Problem description
Which lines of the records below contain the word "FieldValue"? Copy each of them out.

Excerpted records
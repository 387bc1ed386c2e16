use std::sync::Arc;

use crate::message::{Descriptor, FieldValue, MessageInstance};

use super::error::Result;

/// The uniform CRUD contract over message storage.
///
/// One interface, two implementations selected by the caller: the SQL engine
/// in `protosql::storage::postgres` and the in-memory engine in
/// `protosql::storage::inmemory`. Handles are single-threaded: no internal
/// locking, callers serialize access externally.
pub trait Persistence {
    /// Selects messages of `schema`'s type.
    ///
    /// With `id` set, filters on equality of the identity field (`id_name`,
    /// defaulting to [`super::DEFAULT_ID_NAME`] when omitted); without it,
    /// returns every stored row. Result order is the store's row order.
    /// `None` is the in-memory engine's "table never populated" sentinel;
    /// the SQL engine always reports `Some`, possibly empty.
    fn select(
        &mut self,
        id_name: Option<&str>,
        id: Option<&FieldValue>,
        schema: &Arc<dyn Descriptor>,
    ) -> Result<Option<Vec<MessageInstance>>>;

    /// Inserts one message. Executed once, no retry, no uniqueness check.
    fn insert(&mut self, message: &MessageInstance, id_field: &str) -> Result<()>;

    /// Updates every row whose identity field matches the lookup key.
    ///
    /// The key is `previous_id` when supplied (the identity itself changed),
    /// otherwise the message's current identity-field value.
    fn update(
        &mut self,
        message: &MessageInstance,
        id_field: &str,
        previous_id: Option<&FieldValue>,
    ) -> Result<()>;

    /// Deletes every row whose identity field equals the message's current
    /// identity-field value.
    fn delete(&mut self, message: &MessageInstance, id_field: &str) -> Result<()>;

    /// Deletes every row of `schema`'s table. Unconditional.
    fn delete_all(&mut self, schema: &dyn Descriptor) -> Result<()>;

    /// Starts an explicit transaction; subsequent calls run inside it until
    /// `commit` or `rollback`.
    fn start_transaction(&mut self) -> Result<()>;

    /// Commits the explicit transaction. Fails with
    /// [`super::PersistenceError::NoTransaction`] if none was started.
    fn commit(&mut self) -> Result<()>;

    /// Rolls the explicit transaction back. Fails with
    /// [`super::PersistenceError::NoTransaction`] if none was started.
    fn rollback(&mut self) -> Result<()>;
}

Your response
use crate::message::{Descriptor, FieldValue, MessageInstance};
        id: Option<&FieldValue>,
        previous_id: Option<&FieldValue>,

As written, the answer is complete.